Julia Geis-Clements, 39, and her husband, Lee Clements, 41, from Buckinghamshire, say a midwife gave inadequate advice on how to breast feed their daughter, Cerys.

They claim she would have escaped a lifetime of disability had the midwife warned them to keep her airway clear as she was held against her mother’s breast, shares Daily Mail.

The ‘exhausted’ mother said she had no experience of feeding an infant.

The court heard Cerys now has cerebral palsy, epilepsy and visual impairment, as well as by ‘significant neuro-developmental problems’.

She requires 24-hour care due to the need for constant monitoring and regular suction of her airways.

Mrs Geis-Clements is now suing Imperial College Healthcare NHS Trust on Cerys’ behalf, alleging the midwife gave negligent advice.

Due to the severity of her injuries Cerys’ claim is of ‘maximum value’ and she will win millions to pay for her care if Mrs Justice May rules against the NHS.

The couple claim the midwife should, as promised, have returned to check on Cerys 10 minutes into the feed.

The couple’s QC told the court that during the feed Mrs Geis-Clements felt Cerys ‘lose contact’ with the breast.

She ‘guided’ her baby back into position but soon afterwards, Cerys ‘seemed to doze off’, he added.

He said: ‘She did not want to disturb Cerys as she thought that she was sleeping,’ but became alarmed when she noticed her turning ‘pale and floppy’.

Twenty five minutes into the feed, her husband rushed off to find the midwife but when she returned she could feel no pulse on Cerys.

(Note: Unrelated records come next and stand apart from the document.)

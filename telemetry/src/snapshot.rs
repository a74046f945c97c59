//! Raw snapshots as received from the realtime database
//!
//! Every field is optional and may arrive as text, a number or a boolean.
//! Nothing is coerced here; the resolvers decide how to read each field.

use crate::{Result, TelemetryError};
use serde::{Deserialize, Serialize};
use serde_json::{Number, Value};

/// A loosely-typed leaf value. Numbers keep their JSON form so integers
/// survive capture and export unchanged.
#[derive(Debug, Clone, PartialEq, Serialize, Deserialize)]
#[serde(untagged)]
pub enum Scalar {
    Bool(bool),
    Number(Number),
    Text(String),
}

impl Scalar {
    /// Convert a JSON value; null and nested structures are not scalars
    pub fn from_json(value: &Value) -> Option<Scalar> {
        match value {
            Value::Bool(b) => Some(Scalar::Bool(*b)),
            Value::Number(n) => Some(Scalar::Number(n.clone())),
            Value::String(s) => Some(Scalar::Text(s.clone())),
            Value::Null | Value::Array(_) | Value::Object(_) => None,
        }
    }

    /// Empty text and the literal "None" count as not set
    pub fn is_unset(&self) -> bool {
        matches!(self, Scalar::Text(s) if s.is_empty() || s == "None")
    }

    pub fn text(s: &str) -> Self {
        Scalar::Text(s.to_string())
    }

    /// A float number; non-finite values have no JSON form
    pub fn number(n: f64) -> Option<Self> {
        Number::from_f64(n).map(Scalar::Number)
    }

    /// Numeric value of a number; text and booleans give `None`
    pub fn as_f64(&self) -> Option<f64> {
        match self {
            Scalar::Number(n) => n.as_f64(),
            _ => None,
        }
    }
}

impl std::fmt::Display for Scalar {
    fn fmt(&self, f: &mut std::fmt::Formatter<'_>) -> std::fmt::Result {
        match self {
            Scalar::Bool(b) => write!(f, "{}", b),
            Scalar::Number(n) => write!(f, "{}", n),
            Scalar::Text(s) => f.write_str(s),
        }
    }
}

/// Outcome of reading one field
#[derive(Debug, Clone, PartialEq)]
pub enum Field<T> {
    Value(T),
    Absent,
    Invalid(String),
}

impl<T> Field<T> {
    pub fn ok(self) -> Option<T> {
        match self {
            Field::Value(v) => Some(v),
            _ => None,
        }
    }

    pub fn is_value(&self) -> bool {
        matches!(self, Field::Value(_))
    }

    /// Try `next` unless this field already produced a value
    pub fn or_else(self, next: impl FnOnce() -> Field<T>) -> Field<T> {
        match self {
            Field::Value(v) => Field::Value(v),
            _ => next(),
        }
    }
}

/// Snapshot of the device document
#[derive(Debug, Clone, Default, PartialEq, Serialize, Deserialize)]
#[serde(default)]
pub struct RawSnapshot {
    pub animal: Option<Scalar>,
    pub human: Option<Scalar>,
    pub role: Option<Scalar>,
    pub human_count: Option<Scalar>,
    pub ble_present: Option<Scalar>,
    pub ble_rssi: Option<Scalar>,
    pub ble_last_seen: Option<Scalar>,
    pub timestamp: Option<Scalar>,
    pub time: Option<Scalar>,
    pub ts: Option<Scalar>,
    pub lat: Option<Scalar>,
    pub latitude: Option<Scalar>,
    pub lng: Option<Scalar>,
    pub longitude: Option<Scalar>,
    pub confidence: Option<Scalar>,
}

impl RawSnapshot {
    /// Read a snapshot out of a JSON document. Unknown keys are ignored,
    /// non-scalar values for known keys are treated as absent.
    pub fn from_value(value: &Value) -> Result<Self> {
        let Value::Object(map) = value else {
            return Err(TelemetryError::InvalidSnapshot(type_name(value).to_string()));
        };

        let get = |key: &str| {
            let field = map.get(key)?;
            let scalar = Scalar::from_json(field);
            if scalar.is_none() && !field.is_null() {
                tracing::debug!(key, "Ignoring non-scalar field");
            }
            scalar
        };

        Ok(Self {
            animal: get("animal"),
            human: get("human"),
            role: get("role"),
            human_count: get("human_count"),
            ble_present: get("ble_present"),
            ble_rssi: get("ble_rssi"),
            ble_last_seen: get("ble_last_seen"),
            timestamp: get("timestamp"),
            time: get("time"),
            ts: get("ts"),
            lat: get("lat"),
            latitude: get("latitude"),
            lng: get("lng"),
            longitude: get("longitude"),
            confidence: get("confidence"),
        })
    }
}

/// The field's value if it is present and set
pub fn set_value(field: &Option<Scalar>) -> Option<&Scalar> {
    field.as_ref().filter(|s| !s.is_unset())
}

fn type_name(value: &Value) -> &'static str {
    match value {
        Value::Null => "null",
        Value::Bool(_) => "boolean",
        Value::Number(_) => "number",
        Value::String(_) => "string",
        Value::Array(_) => "array",
        Value::Object(_) => "object",
    }
}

Mr Moon added: ‘In fact Cerys had suffered an episode of hypoxia which had caused her severe brain damage.’

Full story here.

Share your comments below

  • I struggled to breastfeed as our Punks were so tiny that their little mouths just couldn’t latch on. As first time parents we were so surprised at the time at how rough the midwife was with the three of us trying to get them to latch! We soon learned that babies are much tougher than they look, but while it was all happening my husband and I were mortified, which is why I didn’t try again until we got them home. How terrible for this family, you put your trust in the professionals but sometimes it all goes wrong.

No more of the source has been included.